Updated on May 1, 2014
Tokyo Cap-and-Trade Program achieves 22% reduction after 3rd year
March 12, 2014
FOR IMMEDIATE RELEASE
Tokyo Metropolitan Government
Bureau of Environment
A flash report published by the Tokyo Metropolitan Government (TMG) announced that the Tokyo Cap-and-Trade Program has achieved a 22% reduction in emissions after the 3rd year of the program compared to base-year emissions.
The flash report for fiscal year 2012 comprises 1,302 GHG Emissions Reports from covered facilities1.
Total emissions of the covered facilities for fiscal year 2012 were reduced by 22% from base-year emissions2, the same level of reductions seen in fiscal year 2011, in which significant energy savings were necessary after the power crisis following the Great East Japan Earthquake.

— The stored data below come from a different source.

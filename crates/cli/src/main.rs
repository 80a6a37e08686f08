use std::{path::PathBuf, sync::Arc};

use {
    assistant_config::AssistantConfig,
    assistant_gateway::{GatewayState, chat::run_chat},
    clap::{Parser, Subcommand},
    tracing::info,
    tracing_subscriber::{EnvFilter, fmt, layer::SubscriberExt, util::SubscriberInitExt},
};

#[derive(Parser)]
#[command(name = "internal-assistant", about = "Internal assistant: document Q&A, Planner and To-Do")]
struct Cli {
    #[command(subcommand)]
    command: Commands,

    /// Config file; discovered from the working and config directories when omitted.
    #[arg(long, global = true)]
    config: Option<PathBuf>,

    /// Log level (trace, debug, info, warn, error).
    #[arg(long, global = true, default_value = "info")]
    log_level: String,

    /// Output logs as JSON instead of human-readable.
    #[arg(long, global = true, default_value_t = false)]
    json_logs: bool,
}

#[derive(Subcommand)]
enum Commands {
    /// Start the HTTP API.
    Serve {
        #[arg(long)]
        bind: Option<String>,
        #[arg(long)]
        port: Option<u16>,
    },
    /// Index every document under a prefix.
    Index {
        #[arg(long, default_value = "sop/")]
        prefix: String,
    },
    /// Drop the vector collection and index everything again.
    Rebuild {
        #[arg(long, default_value = "sop/")]
        prefix: String,
    },
    /// List stored documents.
    Documents {
        #[arg(long, default_value = "sop/")]
        prefix: String,
    },
    /// Ask the assistant one question.
    Ask {
        #[arg(long, default_value = "cli_user")]
        user: String,
        #[arg(short, long)]
        message: String,
    },
    /// Print the resolved configuration without secrets.
    Config,
}

fn init_telemetry(cli: &Cli) {
    let filter = EnvFilter::try_from_default_env().unwrap_or_else(|_| EnvFilter::new(&cli.log_level));

    if cli.json_logs {
        tracing_subscriber::registry()
            .with(filter)
            .with(fmt::layer().json().with_target(true).with_thread_ids(false))
            .init();
    } else {
        tracing_subscriber::registry()
            .with(filter)
            .with(fmt::layer().with_target(false).with_thread_ids(false).with_ansi(true))
            .init();
    }
}

fn load(cli: &Cli) -> anyhow::Result<AssistantConfig> {
    match &cli.config {
        Some(path) => assistant_config::load_config(path),
        None => Ok(assistant_config::discover_and_load()),
    }
}

fn print_json(value: &impl serde::Serialize) -> anyhow::Result<()> {
    println!("{}", serde_json::to_string_pretty(value)?);
    Ok(())
}

async fn documents(config: &AssistantConfig) -> anyhow::Result<Arc<GatewayState>> {
    let state = GatewayState::from_config(config).await?;
    if state.documents.is_none() {
        anyhow::bail!(
            "document management needs blob storage, Document Intelligence, embeddings and Qdrant to be configured"
        );
    }
    Ok(state)
}

#[tokio::main]
async fn main() -> anyhow::Result<()> {
    dotenvy::dotenv().ok();
    let cli = Cli::parse();
    init_telemetry(&cli);

    info!(version = env!("CARGO_PKG_VERSION"), "internal-assistant starting");
    let mut config = load(&cli)?;

    match cli.command {
        Commands::Serve { bind, port } => {
            if let Some(bind) = bind {
                config.server.bind = bind;
            }
            if let Some(port) = port {
                config.server.port = port;
            }
            assistant_gateway::start_gateway(&config).await
        },
        Commands::Index { prefix } => {
            let state = documents(&config).await?;
            let Some(manager) = &state.documents else { return Ok(()) };
            print_json(&manager.index_all(&prefix).await?)
        },
        Commands::Rebuild { prefix } => {
            let state = documents(&config).await?;
            let Some(manager) = &state.documents else { return Ok(()) };
            print_json(&manager.rebuild_index(&prefix).await)
        },
        Commands::Documents { prefix } => {
            let state = documents(&config).await?;
            let Some(manager) = &state.documents else { return Ok(()) };
            print_json(&manager.list_documents(&prefix).await?)
        },
        Commands::Ask { user, message } => {
            let state = GatewayState::from_config(&config).await?;
            let result = run_chat(&state, &user, &message).await?;
            for step in &result.steps {
                info!(tool = %step.tool, "tool used");
            }
            println!("{}", result.text);
            Ok(())
        },
        Commands::Config => print_json(&config.redacted()),
    }
}

#[cfg(test)]
mod tests {
    use super::*;

    #[test]
    fn parses_subcommands_with_defaults() {
        let cli = Cli::try_parse_from(["internal-assistant", "index"]).unwrap();
        assert!(matches!(cli.command, Commands::Index { prefix } if prefix == "sop/"));

        let cli = Cli::try_parse_from([
            "internal-assistant",
            "--json-logs",
            "ask",
            "--user",
            "alice",
            "-m",
            "Berapa hari cuti tahunan?",
        ])
        .unwrap();
        assert!(cli.json_logs);
        assert!(matches!(cli.command, Commands::Ask { user, .. } if user == "alice"));

        let cli = Cli::try_parse_from(["internal-assistant", "serve", "--port", "9000"]).unwrap();
        assert!(matches!(cli.command, Commands::Serve { bind: None, port: Some(9000) }));
    }

    #[test]
    fn ask_requires_a_message() {
        assert!(Cli::try_parse_from(["internal-assistant", "ask"]).is_err());
    }
}
/// Long-term message archive.
use {async_trait::async_trait, dashmap::DashMap};

use crate::message::{ArchivedMessage, Module};

#[async_trait]
pub trait HistoryArchive: Send + Sync {
    /// Store a message. Inserting an id that already exists is not an error.
    async fn insert(&self, doc: &ArchivedMessage) -> anyhow::Result<()>;

    /// Newest-first messages of one user in one module.
    async fn recent(
        &self,
        user_id: &str,
        module: Module,
        limit: usize,
    ) -> anyhow::Result<Vec<ArchivedMessage>>;

    async fn count(&self, user_id: &str, module: Module) -> anyhow::Result<u64>;
}

/// Archive kept in process memory, keyed by user.
#[derive(Default)]
pub struct InMemoryArchive {
    by_user: DashMap<String, Vec<ArchivedMessage>>,
}

impl InMemoryArchive {
    pub fn new() -> Self {
        Self::default()
    }
}

#[async_trait]
impl HistoryArchive for InMemoryArchive {
    async fn insert(&self, doc: &ArchivedMessage) -> anyhow::Result<()> {
        let mut docs = self.by_user.entry(doc.user_id.clone()).or_default();
        if !docs.iter().any(|d| d.id == doc.id) {
            docs.push(doc.clone());
        }
        Ok(())
    }

    async fn recent(
        &self,
        user_id: &str,
        module: Module,
        limit: usize,
    ) -> anyhow::Result<Vec<ArchivedMessage>> {
        let Some(docs) = self.by_user.get(user_id) else {
            return Ok(Vec::new());
        };
        let mut matching: Vec<ArchivedMessage> = docs
            .iter()
            .filter(|d| d.module == module)
            .cloned()
            .collect();
        matching.sort_by(|a, b| b.created_at.cmp(&a.created_at));
        matching.truncate(limit);
        Ok(matching)
    }

    async fn count(&self, user_id: &str, module: Module) -> anyhow::Result<u64> {
        Ok(self
            .by_user
            .get(user_id)
            .map_or(0, |docs| docs.iter().filter(|d| d.module == module).count() as u64))
    }
}
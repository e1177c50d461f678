//! # Sale Commands
//!
//! Checkout and the receipt/order history screens.

use cafe_core::{CoreError, Money, Movement, Receipt};
use chrono::{DateTime, Utc};
use serde::{Deserialize, Serialize};
use tracing::{debug, info, warn};

use crate::error::ApiError;
use crate::state::PosState;

/// Status shown on the orders screen. Every recorded receipt is complete.
pub const COMPLETED_STATUS: &str = "Completed";

#[derive(Debug, Clone, PartialEq, Eq, Serialize, Deserialize)]
#[serde(rename_all = "camelCase")]
pub struct CompleteOrderResponse {
    pub receipt: Receipt,
    pub new_movements: Vec<Movement>,
    /// Receipt SKUs that had no stock record; sold untracked.
    pub unmatched_skus: Vec<String>,
}

/// One row of the orders screen.
#[derive(Debug, Clone, PartialEq, Eq, Serialize, Deserialize)]
#[serde(rename_all = "camelCase")]
pub struct OrderRow {
    pub id: String,
    pub date: DateTime<Utc>,
    pub customer: String,
    /// Line names joined with ", ".
    pub items: String,
    pub total: Money,
    pub status: String,
}

impl From<&Receipt> for OrderRow {
    fn from(receipt: &Receipt) -> Self {
        OrderRow {
            id: receipt.id.clone(),
            date: receipt.date,
            customer: receipt.customer.clone(),
            items: receipt.item_summary(),
            total: receipt.totals.total,
            status: COMPLETED_STATUS.to_string(),
        }
    }
}

/// Completes the current order.
///
/// ## Flow
/// ```text
/// ┌─────────────────────────────────────────────────────────────────────────┐
/// │  complete_order                                                         │
/// │    │                                                                    │
/// │    ├── empty cart ──► Err(CART_ERROR), nothing changes                  │
/// │    │                                                                    │
/// │    ▼                                                                    │
/// │  coordinator.complete_order(&mut transaction)                           │
/// │    ├── receipt prepended to history                                     │
/// │    ├── stock depleted, Sale movements prepended                         │
/// │    └── cart cleared, tax back to the default                            │
/// └─────────────────────────────────────────────────────────────────────────┘
/// ```
pub fn complete_order(pos: &PosState) -> Result<CompleteOrderResponse, ApiError> {
    debug!("complete_order command");

    let done = pos.with_session_mut(|s| s.coordinator.complete_order(&mut s.transaction))?;

    for sku in &done.unmatched_skus {
        warn!(receipt_id = %done.receipt.id, sku = %sku, "Sold SKU has no stock record");
    }

    info!(
        receipt_id = %done.receipt.id,
        total = %done.receipt.totals.total,
        items = done.receipt.total_quantity(),
        payment = %done.receipt.payment_method,
        "Order completed"
    );

    Ok(CompleteOrderResponse {
        receipt: done.receipt,
        new_movements: done.new_movements,
        unmatched_skus: done.unmatched_skus,
    })
}

/// Receipts, most recent first, optionally filtered by id or customer
/// (case-insensitive substring).
pub fn list_receipts(pos: &PosState, query: Option<&str>) -> Vec<Receipt> {
    debug!(query = query.unwrap_or(""), "list_receipts command");
    let needle = query.map(|q| q.trim().to_lowercase()).unwrap_or_default();

    pos.with_session(|s| {
        s.transaction
            .receipts
            .receipts()
            .iter()
            .filter(|r| {
                needle.is_empty()
                    || r.id.to_lowercase().contains(&needle)
                    || r.customer.to_lowercase().contains(&needle)
            })
            .cloned()
            .collect()
    })
}

/// Gets one receipt for reprinting.
pub fn get_receipt(pos: &PosState, id: &str) -> Result<Receipt, ApiError> {
    debug!(id = %id, "get_receipt command");
    pos.with_session(|s| s.transaction.receipts.get(id).cloned())
        .ok_or_else(|| CoreError::ReceiptNotFound(id.to_string()).into())
}

/// Orders screen rows, optionally filtered by status ("All" or `None` for
/// every row).
pub fn list_orders(pos: &PosState, status: Option<&str>) -> Vec<OrderRow> {
    debug!(status = status.unwrap_or("All"), "list_orders command");

    pos.with_session(|s| {
        s.transaction
            .receipts
            .receipts()
            .iter()
            .map(OrderRow::from)
            .filter(|row| match status {
                None | Some("All") => true,
                Some(wanted) => row.status == wanted,
            })
            .collect()
    })
}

Covered facilities in the Tokyo Cap-and-Trade Program are required to reduce energy-related CO2 emissions—for example, 8% reductions are required for business facilities such as office buildings, and 6% for industrial facilities such as factories—during a five-year compliance period from fiscal year 2010 through 2014. During the second period from fiscal year 2015 through 2019, the reduction obligations increase to 17% for businesses and 15% for industrial facilities. Owners of covered facilities must report the previous fiscal year’s emissions to TMG by the end of November every year.
This achievement is down to companies continuing with measures taken during the power crisis even though such severe reductions are no longer as necessary. In some cases, measures that were implemented immediately after the earthquake and subsequent power crisis, such as setting higher than usual temperatures for air conditioning systems during the summer, were relaxed because they were seen as overburdening and an immediate response to the power crisis. Additional measures, such as LED installations and the introduction of more efficient equipment, have picked up the slack and carried on the reductions, and reports submitted by covered facilities show a continual planned take up of more measures in the coming years.
Among the feedback resulting from a survey conducted by TMG, one owner of a commercial building mentioned that they have continued power saving measures taken following the earthquake, and also introduced LED lighting in the grocery and fashion sections of their buildings as new measures. A factory owner also mentioned that employees have already become accustomed to energy saving measures, and they voluntarily continued.
To date, over 92% of targeted facilities have surpassed their reduction targets of 6% or 8% for the first compliance period.What’s even better is that already 71% of facilities have surpassed the second period targets of 15% or 17%. It seems clear that facility owners in Tokyo can see the long term benefits of reducing energy usage and have already taken steps to realize those goals.
Ms. Yuki Arata, Director of Emission Cap and Trade section at the TMG Bureau of Environment, said, “the 22% reduction, which is comparable with the previous year, was the result of continuous efforts by the covered facilities. The drastic energy-saving measures after the 2011 earthquake were discontinued, but an equivalent reduction was maintained in 2012 thanks to the covered facilities’ additional measures, such as the implementation of LED lighting. They are planning new energy-saving measures every year, and we expect to continue the reduction from now on.”
*1 Covered facilities of the program are facilities with 1,500 kL in crude oil equivalent or more annual energy usage. As of January 31st 2014, 1,325 facilities are covered by this program. This flash report is based on data collected from 1,302 of these facilities, with the remaining facilities’ data still to be reviewed.
*2 Base-year emissions are the average emissions of three consecutive fiscal years selected between FY2002-FY2007.